L’ AI rivoluzionerà il mondo della produzione e del lavoro. La Robotic Process Automation (RPA) è considerata finita. Il robot governa flussi di lavoro emulando il lavoro umano per processi ripetitivi, ma è sottoposto a sorveglianza umana, perché incapace di adattarsi a variazioni improvvise o al sopravvenire di dati che non siano strutturati al modo previsto. Questa robotica è destinata a scomparire.
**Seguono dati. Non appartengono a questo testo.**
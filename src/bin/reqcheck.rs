//! Command-line entry point: load the three input documents, run the
//! consistency check and print the report.
//!
//! Exit status is 0 when the documentation matches the derivation and 1 on
//! any failure or setup error.

use anyhow::{Context, Result, anyhow, bail};
use reqcheck::{
    CatalogDerivation, CheckConfig, CoverageMap, EventManifest, Report, TaxonomyIndex,
    TypeHierarchyIndex, member_coverage, resolve_config_path, resolve_manifest_path,
    resolve_taxonomies_path, undocumented_members, verify,
};
use serde::Serialize;
use std::env;
use std::fmt;
use std::path::PathBuf;
use tracing::info;
use tracing_subscriber::EnvFilter;

fn main() {
    init_tracing();
    match run() {
        Ok(true) => {}
        Ok(false) => std::process::exit(1),
        Err(err) => {
            eprintln!("{err:#}");
            std::process::exit(1);
        }
    }
}

fn init_tracing() {
    tracing_subscriber::fmt()
        .with_writer(std::io::stderr)
        .with_env_filter(EnvFilter::try_from_default_env().unwrap_or_else(|_| EnvFilter::new("warn")))
        .init();
}

struct Cli {
    manifest: Option<PathBuf>,
    taxonomies: Option<PathBuf>,
    config: Option<PathBuf>,
    namespace: Option<String>,
    json: bool,
    coverage: bool,
}

impl Cli {
    fn parse() -> Result<Self> {
        let mut args = env::args_os();
        let _program = args.next();
        let mut cli = Cli {
            manifest: None,
            taxonomies: None,
            config: None,
            namespace: None,
            json: false,
            coverage: false,
        };

        while let Some(arg) = args.next() {
            let arg_str = arg
                .to_str()
                .ok_or_else(|| anyhow!("invalid UTF-8 in argument"))?;
            match arg_str {
                "--manifest" => cli.manifest = Some(next_path("--manifest", &mut args)?),
                "--taxonomies" => cli.taxonomies = Some(next_path("--taxonomies", &mut args)?),
                "--config" => cli.config = Some(next_path("--config", &mut args)?),
                "--namespace" => cli.namespace = Some(next_value("--namespace", &mut args)?),
                "--json" => cli.json = true,
                "--coverage" => cli.coverage = true,
                "--help" | "-h" => usage(0),
                other => bail!("unknown argument: {other}"),
            }
        }

        Ok(cli)
    }
}

fn next_value(flag: &str, args: &mut env::ArgsOs) -> Result<String> {
    let value = args
        .next()
        .ok_or_else(|| anyhow!("{flag} requires a value"))?
        .into_string()
        .map_err(|_| anyhow!("{flag} must be valid UTF-8"))?;
    if value.is_empty() {
        bail!("{flag} must not be empty");
    }
    Ok(value)
}

fn next_path(flag: &str, args: &mut env::ArgsOs) -> Result<PathBuf> {
    next_value(flag, args).map(PathBuf::from)
}

fn usage(code: i32) -> ! {
    eprintln!(
        "Usage: reqcheck [--manifest PATH] [--taxonomies PATH] [--config PATH] [--namespace NS] [--json] [--coverage]\n\nOptions:\n  --manifest PATH           Event manifest (or set REQCHECK_MANIFEST; default data/events.json).\n  --taxonomies PATH         Taxonomy catalog (or set REQCHECK_TAXONOMIES; default data/taxonomies.json).\n  --config PATH             Check configuration (or set REQCHECK_CONFIG; default data/reqcheck.json).\n  --namespace NS            Root namespace to check (or set REQCHECK_NAMESPACE; default from the manifest).\n  --json                    Emit the report as JSON.\n  --coverage                Also report members that are derived but never documented.\n  --help                    Show this help text."
    );
    std::process::exit(code);
}

#[derive(Serialize)]
struct JsonOutput<'a> {
    #[serde(flatten)]
    report: &'a Report,
    #[serde(skip_serializing_if = "Option::is_none")]
    coverage: Option<&'a CoverageMap>,
}

/// Returns whether the run passed.
fn run() -> Result<bool> {
    let cli = Cli::parse()?;

    let manifest_path = resolve_manifest_path(cli.manifest.as_deref())?;
    let taxonomies_path = resolve_taxonomies_path(cli.taxonomies.as_deref())?;
    let config_path = resolve_config_path(cli.config.as_deref())?;

    let manifest = EventManifest::load(&manifest_path)?;
    let taxonomies = TaxonomyIndex::load(&taxonomies_path)?;
    let config = CheckConfig::load(&config_path)?;

    let namespace = cli
        .namespace
        .or_else(|| env::var("REQCHECK_NAMESPACE").ok().filter(|ns| !ns.is_empty()))
        .unwrap_or_else(|| manifest.namespace.clone());
    let hierarchy = TypeHierarchyIndex::discover(&manifest, &namespace)
        .with_context(|| format!("discovering event types in {}", manifest_path.display()))?;
    info!(namespace = %namespace, types = hierarchy.len(), "universe discovered");

    let derivation = CatalogDerivation::new(&hierarchy, &taxonomies)?;
    let report = verify(&hierarchy, &taxonomies, &config, &derivation)?;
    let coverage = if cli.coverage {
        Some(member_coverage(&hierarchy, &taxonomies, &derivation)?)
    } else {
        None
    };

    if cli.json {
        let output = JsonOutput {
            report: &report,
            coverage: coverage.as_ref(),
        };
        println!("{}", serde_json::to_string_pretty(&output)?);
    } else {
        let mut text = report.render();
        if let Some(coverage) = &coverage {
            render_coverage(coverage, &mut text)?;
        }
        print!("{text}");
    }

    Ok(report.passed())
}

fn render_coverage(coverage: &CoverageMap, out: &mut impl fmt::Write) -> fmt::Result {
    let gaps = undocumented_members(coverage);
    for (taxonomy, member) in &gaps {
        writeln!(out, "UNCOVERED [{taxonomy}] {member} is derived but never documented")?;
    }
    let total: usize = coverage.values().map(|members| members.len()).sum();
    writeln!(
        out,
        "coverage: {} of {total} member(s) derived but undocumented",
        gaps.len()
    )
}
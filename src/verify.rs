//! End-to-end verification run over a discovered universe.

use crate::checker::ConsistencyChecker;
use crate::config::CheckConfig;
use crate::coverage::{CoverageMap, build_member_coverage_map};
use crate::doc_references::DocumentationExtractor;
use crate::events::TypeHierarchyIndex;
use crate::registry::{DerivationOracle, RequirementRegistry};
use crate::report::Report;
use crate::taxonomy::TaxonomyIndex;
use anyhow::Result;
use tracing::info;

/// Extract documentation, derive requirements and check them against each
/// other.
///
/// Errors only for setup defects: a stale configuration, a bad reference
/// pattern or a failing derivation. Drift is reported in the returned
/// `Report`.
pub fn verify(
    hierarchy: &TypeHierarchyIndex,
    taxonomies: &TaxonomyIndex,
    config: &CheckConfig,
    oracle: &dyn DerivationOracle,
) -> Result<Report> {
    config.ensure_valid(hierarchy, taxonomies)?;
    let config = config.clone().with_annotated_optionals(hierarchy);

    let extractor = DocumentationExtractor::new(taxonomies)?;
    let extraction = extractor.extract_all(hierarchy);
    info!(
        documented = extraction.documented.len(),
        undocumented = extraction.undocumented.len(),
        unresolved = extraction.resolution_errors.len(),
        "documentation extracted"
    );

    let registry = RequirementRegistry::new(oracle, taxonomies);
    let checker = ConsistencyChecker::new(hierarchy, &registry, &config);
    let report = Report::from_results(checker.run(&extraction)?);
    info!(
        passed = report.passed(),
        failures = report.failures.len(),
        "consistency check finished"
    );
    Ok(report)
}

/// Member coverage for the universe; see [`build_member_coverage_map`].
pub fn member_coverage(
    hierarchy: &TypeHierarchyIndex,
    taxonomies: &TaxonomyIndex,
    oracle: &dyn DerivationOracle,
) -> Result<CoverageMap> {
    let extraction = DocumentationExtractor::new(taxonomies)?.extract_all(hierarchy);
    let registry = RequirementRegistry::new(oracle, taxonomies);
    Ok(build_member_coverage_map(
        hierarchy,
        taxonomies,
        &registry,
        &extraction.documented,
    )?)
}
Almeno quattro fattori cooperano alla trasformazione radicale del processo produttivo: l’automazione con AI generativa, la stampante 3D, i nuovi materiali, la cosiddetta “customizzazione” della produzione.
I nuovi materiali, con le loro proprietà meccaniche, elettriche variamente plasmabili (ad esempio leghe di rame come GRCop-42 e GRX-810 ad alta resistenza e conducibilità termica) offrono oggi possibilità di riprodurre interi sofisticati pezzi unici grazie alle stampanti 3D. Un solo esempio: con stampanti 3D si producono camere di combustione per turbine tutte d’un pezzo (monolitiche) anche per i razzi, senza bisogno di assemblare componenti multiple. La stampa 3D è a suo agio con le geometrie complesse richieste dai canali interni di raffreddamento che possono essere integrati direttamente nel disegno. I materiali spesso sono matrici metalliche composite che combinano alluminio (per la leggerezza) e ceramiche resistenti alle alte temperature. Essi vengono sviluppati e prodotti da società apposite come Elementum3D.
Per oggetti leggeri e consumabili, il materiale più comune usato in stampanti 3D è un acido polilattico (PLA). E’ un materiale plastico biodegradabile ideale per la sua bassa temperatura di fusione, ottenuto da rinnovabili come l’amido di mais. Anche il grafene, isolato per la prima volta nel 2004, viene usato in stampanti 3D sotto forma di filamenti termoplastici fusi che vengono depositati strato su strato per produrre oggetti 3D. FDM è una marca della società Stratasys, una tra le varie FFF (Fused Filament Fabrication) che producono con filamenti fusi. Il grafene offre ottime qualità di durezza, conducibilità elettrica e termica, stabilità elettrochimica che lo rende ideale per sensori ed elettronica. La automazione intelligente è lo stadio superiore rispetto alla RPA. Essa è integrata alla progettazione, la quale tende ad essere definitivamente delocalizzata fuori dalla fabbrica. La progettazione è a sua volta integrata con la commercializzazione che è orientata a pezzi unici personalizzati (“customized”) per l’acquirente.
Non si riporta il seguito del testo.